Barnes blogs about... losing a legend

by Mike Barnes

Bio | Email | Follow: @MikeB_KVUE

kvue.com

Posted on November 8, 2012 at 10:04 AM

Updated Sunday, Oct 20 at 3:06 AM

It'll be one of those moments you never forget.  Where you were when something happened.  Not a little something... but something big.

Me?  I was standing in my kitchen at 7:20 in the morning, having just finished making lunches for my kids to go to school.  I happened to look at my phone at the front page of facebook and saw the news.

Darrell Royal was more than a coach.

I've talked to dozens, if not hundreds of his former players through the years.  They all say they owe him so much because he taught them so much about football, and, more importantly, about life.

I remember being so intimidated when I met him the first time more than 20 years ago.  He was bigger than life.  An icon.  A legend.  And yet, I learned quickly, he was pretty humble.
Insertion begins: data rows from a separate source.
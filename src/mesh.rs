use std::{
    fs::File,
    io::{ self, BufWriter, Write },
    path::Path,
};

use glam::Vec3;

use crate::{ polygonize::TriangleSink, VertexDeduplicator };

/// Three vertex positions.
pub type Triangle = [Vec3; 3];

/// Triangle soup, as produced by a parallel meshing pass.
#[derive(Clone, Debug, Default, PartialEq)]
pub struct UnindexedMesh {
    pub faces: Vec<Triangle>,
}

impl UnindexedMesh {
    /// Merges equal positions while scanning the faces in order.
    pub fn index(&self) -> Mesh {
        let mut dedup = VertexDeduplicator::with_capacity(self.faces.len());
        self.faces.iter().for_each(|&face| dedup.push_triangle(face));
        dedup.finish()
    }
}

/// Indexed triangle mesh. Every 3 consecutive indices form one triangle.
#[derive(Clone, Debug, Default, PartialEq)]
pub struct Mesh {
    pub vertices: Vec<Vec3>,
    pub indices: Vec<u32>,
}

impl Mesh {
    #[inline]
    pub fn vertex_count(&self) -> usize {
        self.vertices.len()
    }

    #[inline]
    pub fn triangle_count(&self) -> usize {
        self.indices.len() / 3
    }

    #[inline]
    pub fn is_empty(&self) -> bool {
        self.indices.is_empty()
    }

    /// Vertex positions of each triangle, in index order.
    pub fn triangles(&self) -> impl Iterator<Item = Triangle> + '_ {
        self.indices.chunks_exact(3).map(|tri| {
            [
                self.vertices[tri[0] as usize],
                self.vertices[tri[1] as usize],
                self.vertices[tri[2] as usize],
            ]
        })
    }

    pub fn write_obj<W: Write>(&self, out: &mut W) -> io::Result<()> {
        for v in &self.vertices {
            writeln!(out, "v {} {} {}", v.x, v.y, v.z)?;
        }
        for tri in self.indices.chunks_exact(3) {
            // OBJ indices are 1-based
            writeln!(out, "f {} {} {}", tri[0] + 1, tri[1] + 1, tri[2] + 1)?;
        }
        Ok(())
    }

    pub fn write_obj_to_file<P: AsRef<Path>>(&self, path: P) -> io::Result<()> {
        let mut out = BufWriter::new(File::create(path)?);
        self.write_obj(&mut out)?;
        out.flush()
    }
}

#[test]
fn index_merges_shared_vertices() {
    let a = Vec3::ZERO;
    let b = Vec3::X;
    let c = Vec3::Y;
    let d = Vec3::ONE;
    let soup = UnindexedMesh { faces: vec![[a, b, c], [c, b, d]] };

    let mesh = soup.index();
    assert_eq!(mesh.vertices, vec![a, b, c, d]);
    assert_eq!(mesh.indices, vec![0, 1, 2, 2, 1, 3]);
    assert_eq!(mesh.triangle_count(), 2);
    assert_eq!(mesh.triangles().collect::<Vec<_>>(), soup.faces);
}

#[test]
fn obj_export() {
    let mesh = UnindexedMesh { faces: vec![[Vec3::ZERO, Vec3::X, Vec3::Y]] }.index();
    let mut out = Vec::new();
    mesh.write_obj(&mut out).unwrap();
    let text = String::from_utf8(out).unwrap();
    assert_eq!(text, "v 0 0 0\nv 1 0 0\nv 0 1 0\nf 1 2 3\n");
}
I figured out in the early 90s that if there was a story where you needed to interview the Coach, the best place to find him was on the golf course at Barton Creek, early in the morning.  He played 18 holes in record time, every day.

And golf was the reason behind one of our first good visits.  We had a segment in the 90s called "Beat the Pro".  It involved golf and charities and celebrities, and you'd think a legend like Darrell Royal would have no time for something like that.  Just the opposite.  He was happy to help and excited to raise money for a charity.  It was 1993 when we did it the first time, and we had a great visit out at Riverside golf course.  It used to be Austin Country Club, and that brought back some great memories for the coach and a great visit for me.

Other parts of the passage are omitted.